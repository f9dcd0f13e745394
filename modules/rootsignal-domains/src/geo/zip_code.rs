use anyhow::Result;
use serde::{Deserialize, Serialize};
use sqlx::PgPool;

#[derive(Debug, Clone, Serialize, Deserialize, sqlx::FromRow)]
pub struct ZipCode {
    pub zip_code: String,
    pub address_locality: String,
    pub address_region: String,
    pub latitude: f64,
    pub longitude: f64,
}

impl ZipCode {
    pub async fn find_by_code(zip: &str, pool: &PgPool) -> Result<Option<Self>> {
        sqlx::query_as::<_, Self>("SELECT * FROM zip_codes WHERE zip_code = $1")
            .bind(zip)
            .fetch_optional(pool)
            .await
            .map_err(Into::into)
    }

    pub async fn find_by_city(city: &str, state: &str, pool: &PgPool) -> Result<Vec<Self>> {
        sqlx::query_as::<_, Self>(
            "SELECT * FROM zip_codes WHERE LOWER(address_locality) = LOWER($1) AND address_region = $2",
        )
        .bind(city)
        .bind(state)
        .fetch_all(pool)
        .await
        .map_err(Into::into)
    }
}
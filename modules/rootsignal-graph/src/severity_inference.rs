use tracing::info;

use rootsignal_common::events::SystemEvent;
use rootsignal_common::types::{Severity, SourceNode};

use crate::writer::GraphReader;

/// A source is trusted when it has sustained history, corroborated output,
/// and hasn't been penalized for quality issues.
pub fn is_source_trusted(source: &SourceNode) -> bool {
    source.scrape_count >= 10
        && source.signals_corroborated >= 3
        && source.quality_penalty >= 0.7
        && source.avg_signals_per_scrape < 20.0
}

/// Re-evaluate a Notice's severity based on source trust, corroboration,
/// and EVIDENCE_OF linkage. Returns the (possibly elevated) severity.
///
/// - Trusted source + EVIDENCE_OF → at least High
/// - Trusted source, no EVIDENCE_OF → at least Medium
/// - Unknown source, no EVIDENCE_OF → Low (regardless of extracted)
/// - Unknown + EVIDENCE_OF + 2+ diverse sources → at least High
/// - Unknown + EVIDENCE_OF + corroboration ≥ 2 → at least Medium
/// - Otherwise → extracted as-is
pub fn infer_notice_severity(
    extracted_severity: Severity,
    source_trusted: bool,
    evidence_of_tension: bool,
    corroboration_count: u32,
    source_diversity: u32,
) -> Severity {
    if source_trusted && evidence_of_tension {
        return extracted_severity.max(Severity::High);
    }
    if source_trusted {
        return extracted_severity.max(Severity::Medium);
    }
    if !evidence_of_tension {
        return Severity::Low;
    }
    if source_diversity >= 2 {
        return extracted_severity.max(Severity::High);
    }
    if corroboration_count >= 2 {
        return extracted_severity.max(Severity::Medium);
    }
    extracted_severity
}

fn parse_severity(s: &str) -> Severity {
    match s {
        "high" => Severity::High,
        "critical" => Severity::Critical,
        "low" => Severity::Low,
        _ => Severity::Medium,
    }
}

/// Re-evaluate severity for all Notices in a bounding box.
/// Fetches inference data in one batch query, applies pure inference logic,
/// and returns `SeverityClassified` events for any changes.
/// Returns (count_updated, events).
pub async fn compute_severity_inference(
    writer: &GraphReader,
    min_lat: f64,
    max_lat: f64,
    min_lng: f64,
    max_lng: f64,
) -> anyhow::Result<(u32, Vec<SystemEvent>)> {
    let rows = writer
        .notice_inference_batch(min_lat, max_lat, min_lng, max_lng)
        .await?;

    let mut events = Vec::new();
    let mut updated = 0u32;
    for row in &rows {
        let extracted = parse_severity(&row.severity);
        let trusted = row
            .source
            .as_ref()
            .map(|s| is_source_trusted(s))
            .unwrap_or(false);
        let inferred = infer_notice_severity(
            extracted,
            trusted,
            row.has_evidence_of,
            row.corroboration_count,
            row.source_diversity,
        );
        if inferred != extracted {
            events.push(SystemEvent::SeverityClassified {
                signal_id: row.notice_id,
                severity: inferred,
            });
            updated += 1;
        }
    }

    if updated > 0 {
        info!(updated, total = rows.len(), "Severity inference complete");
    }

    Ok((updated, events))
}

------------------------------------------------

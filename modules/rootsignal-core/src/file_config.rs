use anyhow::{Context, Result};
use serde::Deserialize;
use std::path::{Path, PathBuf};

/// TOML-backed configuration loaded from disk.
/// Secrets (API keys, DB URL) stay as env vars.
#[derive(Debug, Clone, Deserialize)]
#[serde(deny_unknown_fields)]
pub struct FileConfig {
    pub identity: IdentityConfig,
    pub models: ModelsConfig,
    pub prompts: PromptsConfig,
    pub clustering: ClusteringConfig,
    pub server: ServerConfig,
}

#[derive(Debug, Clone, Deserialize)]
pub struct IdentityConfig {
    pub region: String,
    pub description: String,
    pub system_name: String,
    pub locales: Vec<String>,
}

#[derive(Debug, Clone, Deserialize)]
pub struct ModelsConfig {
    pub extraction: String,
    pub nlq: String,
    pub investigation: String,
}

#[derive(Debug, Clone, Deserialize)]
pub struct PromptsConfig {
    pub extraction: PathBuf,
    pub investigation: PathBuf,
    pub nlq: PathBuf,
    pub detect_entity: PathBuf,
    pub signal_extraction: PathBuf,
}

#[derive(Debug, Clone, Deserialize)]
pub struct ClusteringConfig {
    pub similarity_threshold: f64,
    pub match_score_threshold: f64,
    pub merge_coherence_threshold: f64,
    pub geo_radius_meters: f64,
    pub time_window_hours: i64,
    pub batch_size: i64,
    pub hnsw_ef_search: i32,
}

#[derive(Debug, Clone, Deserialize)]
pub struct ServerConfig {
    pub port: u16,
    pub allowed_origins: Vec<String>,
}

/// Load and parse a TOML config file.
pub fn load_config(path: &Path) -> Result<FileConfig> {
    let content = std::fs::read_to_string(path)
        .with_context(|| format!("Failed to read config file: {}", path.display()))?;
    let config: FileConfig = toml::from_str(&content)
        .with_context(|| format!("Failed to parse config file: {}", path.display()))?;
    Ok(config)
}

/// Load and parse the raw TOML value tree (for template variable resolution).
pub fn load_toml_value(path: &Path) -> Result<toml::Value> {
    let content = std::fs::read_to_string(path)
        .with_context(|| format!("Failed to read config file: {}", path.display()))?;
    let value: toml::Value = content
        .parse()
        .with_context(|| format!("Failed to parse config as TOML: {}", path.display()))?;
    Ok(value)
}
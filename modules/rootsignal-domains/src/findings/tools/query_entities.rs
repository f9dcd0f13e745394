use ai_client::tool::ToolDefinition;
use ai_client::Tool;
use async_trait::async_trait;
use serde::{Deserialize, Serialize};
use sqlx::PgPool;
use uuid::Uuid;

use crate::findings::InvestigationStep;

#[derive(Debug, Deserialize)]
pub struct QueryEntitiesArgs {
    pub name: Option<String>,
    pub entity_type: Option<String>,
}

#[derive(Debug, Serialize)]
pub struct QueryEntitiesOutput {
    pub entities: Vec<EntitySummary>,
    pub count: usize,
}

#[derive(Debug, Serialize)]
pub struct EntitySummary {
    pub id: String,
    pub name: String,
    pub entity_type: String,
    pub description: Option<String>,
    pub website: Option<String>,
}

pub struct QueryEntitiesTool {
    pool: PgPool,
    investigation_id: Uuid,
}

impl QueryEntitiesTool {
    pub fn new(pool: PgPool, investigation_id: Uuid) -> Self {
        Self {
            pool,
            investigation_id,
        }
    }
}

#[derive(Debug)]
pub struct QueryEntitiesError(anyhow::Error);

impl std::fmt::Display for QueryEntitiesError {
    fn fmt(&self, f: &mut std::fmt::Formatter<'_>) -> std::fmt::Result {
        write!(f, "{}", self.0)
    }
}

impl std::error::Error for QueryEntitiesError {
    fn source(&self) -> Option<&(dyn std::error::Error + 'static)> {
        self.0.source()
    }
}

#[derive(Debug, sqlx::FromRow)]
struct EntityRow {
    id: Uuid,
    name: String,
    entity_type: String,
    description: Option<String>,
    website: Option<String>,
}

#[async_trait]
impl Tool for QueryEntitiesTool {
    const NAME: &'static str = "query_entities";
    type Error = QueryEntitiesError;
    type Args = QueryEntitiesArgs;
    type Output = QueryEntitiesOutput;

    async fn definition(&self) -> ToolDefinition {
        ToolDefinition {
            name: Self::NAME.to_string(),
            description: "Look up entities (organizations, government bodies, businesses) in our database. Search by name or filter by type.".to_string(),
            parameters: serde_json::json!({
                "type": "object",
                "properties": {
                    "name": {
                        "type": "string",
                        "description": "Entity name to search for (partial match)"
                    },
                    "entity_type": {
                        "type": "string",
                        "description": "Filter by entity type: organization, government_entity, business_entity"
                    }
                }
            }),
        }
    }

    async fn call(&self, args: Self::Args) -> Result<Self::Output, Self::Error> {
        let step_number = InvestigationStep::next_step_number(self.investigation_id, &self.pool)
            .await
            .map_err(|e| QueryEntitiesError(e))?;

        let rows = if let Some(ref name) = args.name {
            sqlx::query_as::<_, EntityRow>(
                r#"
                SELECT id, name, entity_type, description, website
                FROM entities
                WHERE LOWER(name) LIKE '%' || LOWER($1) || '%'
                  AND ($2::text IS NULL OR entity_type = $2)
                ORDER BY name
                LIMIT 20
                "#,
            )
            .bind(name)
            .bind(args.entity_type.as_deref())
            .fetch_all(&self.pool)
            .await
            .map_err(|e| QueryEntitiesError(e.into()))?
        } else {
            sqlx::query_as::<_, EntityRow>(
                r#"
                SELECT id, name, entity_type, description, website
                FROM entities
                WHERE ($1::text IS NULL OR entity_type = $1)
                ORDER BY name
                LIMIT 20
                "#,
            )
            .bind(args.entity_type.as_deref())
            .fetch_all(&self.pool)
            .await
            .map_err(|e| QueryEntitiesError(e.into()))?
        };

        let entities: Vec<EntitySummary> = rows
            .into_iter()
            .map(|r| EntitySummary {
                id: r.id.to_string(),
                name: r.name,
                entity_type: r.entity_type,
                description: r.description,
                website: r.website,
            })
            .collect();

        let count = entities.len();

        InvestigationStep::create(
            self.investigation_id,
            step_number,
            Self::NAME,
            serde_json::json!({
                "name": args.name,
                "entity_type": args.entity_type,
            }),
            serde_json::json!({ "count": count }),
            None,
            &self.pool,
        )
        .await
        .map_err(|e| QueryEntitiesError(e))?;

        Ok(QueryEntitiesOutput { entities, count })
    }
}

------------------------------------------------

▸ Aim of the task
Search the data for the string "events" and copy each line where it appears.

▸ Result for this task
use rootsignal_common::events::SystemEvent;
/// and returns `SeverityClassified` events for any changes.
/// Returns (count_updated, events).
    let mut events = Vec::new();
            events.push(SystemEvent::SeverityClassified {
    Ok((updated, events))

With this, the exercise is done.